- Poster
- Directed by: Youreka
- Starring: Murali Ram; Raksha Raj; G. M. Kumar;
- Cinematography: M. Sukumar
- Music by: Ramprasad Sundar
- Release date: 6 March 2015;
- Country: India
- Language: Tamil

= Thoppi =

2015 Indian film by Youreka

Thoppi is a 2015 Indian Tamil language drama film directed by Youreka and starring Murali Ram, Raksha Raj and G. M. Kumar. The film is about a man with a criminal background who aspires to be a cop.

== Cast ==
- Murali Ram as Sithan
- Raksha Raj
- G. M. Kumar as Suruttu Saamy
- Aruldoss

== Production ==
Television anchor Murali Ram, who played supporting roles in a few films, made his lead debut with this film.

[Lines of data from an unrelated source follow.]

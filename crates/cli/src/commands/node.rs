//! Node command implementation
//!
//! This module implements the `pychain node` command: it opens the local
//! store, joins the network through the configured boot nodes and serves the
//! node API until Ctrl+C or SIGTERM.

use anyhow::{Context, Result};
use clap::{Args, ValueEnum};
use pychain_adapters::{HttpServer, HttpTransport, ServerConfig};
use pychain_network::{GuidPolicy, NodeConfig, PychainNode};
use std::net::{IpAddr, SocketAddr};
use std::path::{Path, PathBuf};
use std::sync::Arc;
use tokio::signal;
use tracing::{error, info};

#[derive(Debug, Clone, Copy, PartialEq, Eq, ValueEnum)]
pub enum GuidPolicyArg {
    /// Generate the GUID on this node
    Local,
    /// Let a boot node allocate the GUID
    BootAssigned,
}

impl From<GuidPolicyArg> for GuidPolicy {
    fn from(arg: GuidPolicyArg) -> Self {
        match arg {
            GuidPolicyArg::Local => GuidPolicy::Local,
            GuidPolicyArg::BootAssigned => GuidPolicy::BootAssigned,
        }
    }
}

/// Arguments for the node command
#[derive(Args, Debug, Clone)]
pub struct NodeArgs {
    /// Interface to listen on
    #[arg(long, env = "HOST", default_value = "0.0.0.0")]
    pub host: IpAddr,
    /// Port to listen on
    #[arg(short, long, env = "PORT", default_value_t = 8000)]
    pub port: u16,
    /// Address other nodes should use (host:port); learned from boot nodes if unset
    #[arg(long, env = "ADVERTISE_ADDRESS")]
    pub advertise: Option<String>,
    /// Local storage directory
    #[arg(long, env = "STORAGE_DIR", default_value = ".pychain")]
    pub storage_dir: PathBuf,
    /// Boot node addresses, comma separated
    #[arg(long, env = "BOOT_NODES", value_delimiter = ',')]
    pub boot_nodes: Vec<String>,
    /// Advertise this node as a boot node
    #[arg(long, env = "IS_BOOT_NODE")]
    pub boot_node: bool,
    /// Where a fresh node gets its GUID from
    #[arg(long, env = "GUID_POLICY", value_enum, default_value_t = GuidPolicyArg::BootAssigned)]
    pub guid_policy: GuidPolicyArg,
    #[arg(long, env = "MAX_BOOT_NODES", default_value_t = 3)]
    pub max_boot_nodes: usize,
    /// Seconds between sync cycles
    #[arg(long, env = "NETWORK_SYNC_INTERVAL", default_value_t = 60)]
    pub sync_interval: u64,
    /// Upper bound of the random extra delay, in seconds
    #[arg(long, env = "NETWORK_SYNC_JITTER", default_value_t = 30)]
    pub sync_jitter: u64,
    /// Sync cycles between address checks
    #[arg(long, env = "ADDRESS_CHECK_FREQUENCY", default_value_t = 25)]
    pub address_check_frequency: u64,
    #[arg(long, env = "PEER_TIMEOUT_MS", default_value_t = 1000)]
    pub peer_timeout_ms: u64,
    #[arg(long, env = "MAX_FAILURES", default_value_t = 3)]
    pub max_failures: u32,
    #[arg(long, env = "MAX_PEERS", default_value_t = 32)]
    pub max_peers: usize,
    #[arg(long, env = "MAX_SYNC_PEERS", default_value_t = 16)]
    pub max_sync_peers: usize,
    #[arg(long, env = "SEEN_CAPACITY", default_value_t = 4096)]
    pub seen_capacity: usize,
    /// Seconds a message id is remembered for deduplication
    #[arg(long, env = "SEEN_TTL", default_value_t = 600)]
    pub seen_ttl: u64,
    /// Delivered messages buffered for the application
    #[arg(long, env = "DELIVERY_CAPACITY", default_value_t = 1024)]
    pub delivery_capacity: usize,
}

impl NodeArgs {
    pub fn into_config(self) -> NodeConfig {
        NodeConfig {
            listen_addr: SocketAddr::new(self.host, self.port),
            advertise_address: self.advertise,
            storage_dir: self.storage_dir,
            boot_nodes: self
                .boot_nodes
                .into_iter()
                .map(|a| a.trim().to_string())
                .filter(|a| !a.is_empty())
                .collect(),
            is_boot_node: self.boot_node,
            guid_policy: self.guid_policy.into(),
            max_boot_nodes: self.max_boot_nodes,
            network_sync_interval_secs: self.sync_interval,
            network_sync_jitter_secs: self.sync_jitter,
            address_check_frequency: self.address_check_frequency,
            peer_timeout_ms: self.peer_timeout_ms,
            max_failures: self.max_failures,
            max_peers: self.max_peers,
            max_sync_peers: self.max_sync_peers,
            seen_capacity: self.seen_capacity,
            seen_ttl_secs: self.seen_ttl,
            delivery_capacity: self.delivery_capacity,
            ..Default::default()
        }
    }
}

/// Execute the node command
pub async fn execute_node_command(args: NodeArgs) -> Result<()> {
    let config = args.into_config();
    config.validate().context("Invalid node configuration")?;
    validate_storage_dir(&config.storage_dir)?;

    println!("🌐 Starting pychain node...");
    println!("📁 Storage: {}", config.storage_dir.display());
    println!("🔌 Listening on: {}", config.listen_addr);
    if config.boot_nodes.is_empty() {
        println!("🌱 No boot nodes configured, starting as seed node");
    } else {
        println!("🤝 Boot nodes: {}", config.boot_nodes.join(", "));
    }
    println!();

    let transport = Arc::new(HttpTransport::new(config.peer_timeout()));
    let server_config = ServerConfig {
        listen_addr: config.listen_addr,
    };

    let node = Arc::new(
        PychainNode::open(config, transport).context("Failed to open pychain node")?,
    );

    if let Some(mut messages) = node.take_messages().await {
        tokio::spawn(async move {
            while let Some(envelope) = messages.recv().await {
                let key = envelope
                    .key()
                    .map(|k| k.to_string())
                    .unwrap_or_default();
                info!("Delivered message {}: {:?}", key, envelope.body);
            }
        });
    }

    node.start().await;

    println!("🔄 Node running... Press Ctrl+C to shutdown");
    let server = HttpServer::new(server_config, node.clone());
    server
        .run(wait_for_shutdown())
        .await
        .context("HTTP server failed")?;

    println!("\n🛑 Shutting down node...");
    node.shutdown()
        .await
        .context("Failed to shutdown node gracefully")?;

    println!("✅ Node shutdown complete");
    Ok(())
}

/// Wait for shutdown signal (Ctrl+C or SIGTERM)
async fn wait_for_shutdown() {
    let ctrl_c = async {
        if let Err(e) = signal::ctrl_c().await {
            error!("Failed to install Ctrl+C handler: {}", e);
            std::future::pending::<()>().await;
        }
    };

    #[cfg(unix)]
    let terminate = async {
        match signal::unix::signal(signal::unix::SignalKind::terminate()) {
            Ok(mut sigterm) => {
                sigterm.recv().await;
            }
            Err(e) => {
                error!("Failed to install SIGTERM handler: {}", e);
                std::future::pending::<()>().await;
            }
        }
    };

    #[cfg(not(unix))]
    let terminate = std::future::pending::<()>();

    tokio::select! {
        _ = ctrl_c => {},
        _ = terminate => {},
    }
}

/// Make sure the storage directory exists and is writable
pub fn validate_storage_dir(storage_dir: &Path) -> Result<()> {
    std::fs::create_dir_all(storage_dir).with_context(|| {
        format!("Failed to create storage directory: {}", storage_dir.display())
    })?;

    let test_file = storage_dir.join(".pychain_write_test");
    match std::fs::write(&test_file, b"test") {
        Ok(_) => {
            let _ = std::fs::remove_file(&test_file);
            Ok(())
        }
        Err(e) => {
            anyhow::bail!("Cannot write to storage directory {}: {}", storage_dir.display(), e);
        }
    }
}

#[cfg(test)]
mod tests {
    use super::*;
    use clap::Parser;
    use tempfile::TempDir;

    #[derive(Parser)]
    struct Harness {
        #[command(flatten)]
        node: NodeArgs,
    }

    #[test]
    fn test_validate_storage_dir() {
        let temp_dir = TempDir::new().unwrap();
        let storage = temp_dir.path().join("nested").join("db");

        assert!(validate_storage_dir(&storage).is_ok());
        assert!(storage.is_dir());
    }

    #[test]
    fn test_storage_dir_must_be_a_directory() {
        let temp_dir = TempDir::new().unwrap();
        let file = temp_dir.path().join("file");
        std::fs::write(&file, b"x").unwrap();

        assert!(validate_storage_dir(&file).is_err());
    }

    #[test]
    fn test_defaults_match_node_config() {
        let args = Harness::parse_from(["pychain"]).node;
        let config = args.into_config();
        let defaults = NodeConfig::default();

        assert_eq!(config.listen_addr, defaults.listen_addr);
        assert_eq!(config.max_failures, defaults.max_failures);
        assert_eq!(config.delivery_capacity, defaults.delivery_capacity);
        assert_eq!(config.network_sync_interval_secs, 60);
        assert_eq!(config.guid_policy, GuidPolicy::BootAssigned);
    }

    #[test]
    fn test_boot_nodes_are_comma_separated() {
        let args = Harness::parse_from([
            "pychain",
            "--boot-nodes",
            "10.0.0.1:8000,10.0.0.2:8000",
            "--guid-policy",
            "local",
            "--boot-node",
        ])
        .node;
        let config = args.into_config();

        assert_eq!(config.boot_nodes, vec!["10.0.0.1:8000", "10.0.0.2:8000"]);
        assert_eq!(config.guid_policy, GuidPolicy::Local);
        assert!(config.is_boot_node);
        assert!(config.validate().is_ok());
    }
}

The film was shot in Theni and Korangani.

== Soundtrack ==
US-based Ramprasad Sundar composed the songs for the film.

== Reception ==
During release, the film's director complained that the producer cut scenes considerably in the second half without his knowledge.

M. Suganth of The Times of India opined that "The offbeat humour comes across well, but the film is modestly engaging". Malini Mannath of The New Indian Express wrote that "But Thoppi, despite the glitches, is refreshing and is one of the better films to have come out in recent times". A critic from Maalai Malar praised the performances of the cast and the cinematography. A critic from Dinamalar noted that the film would make fans happy.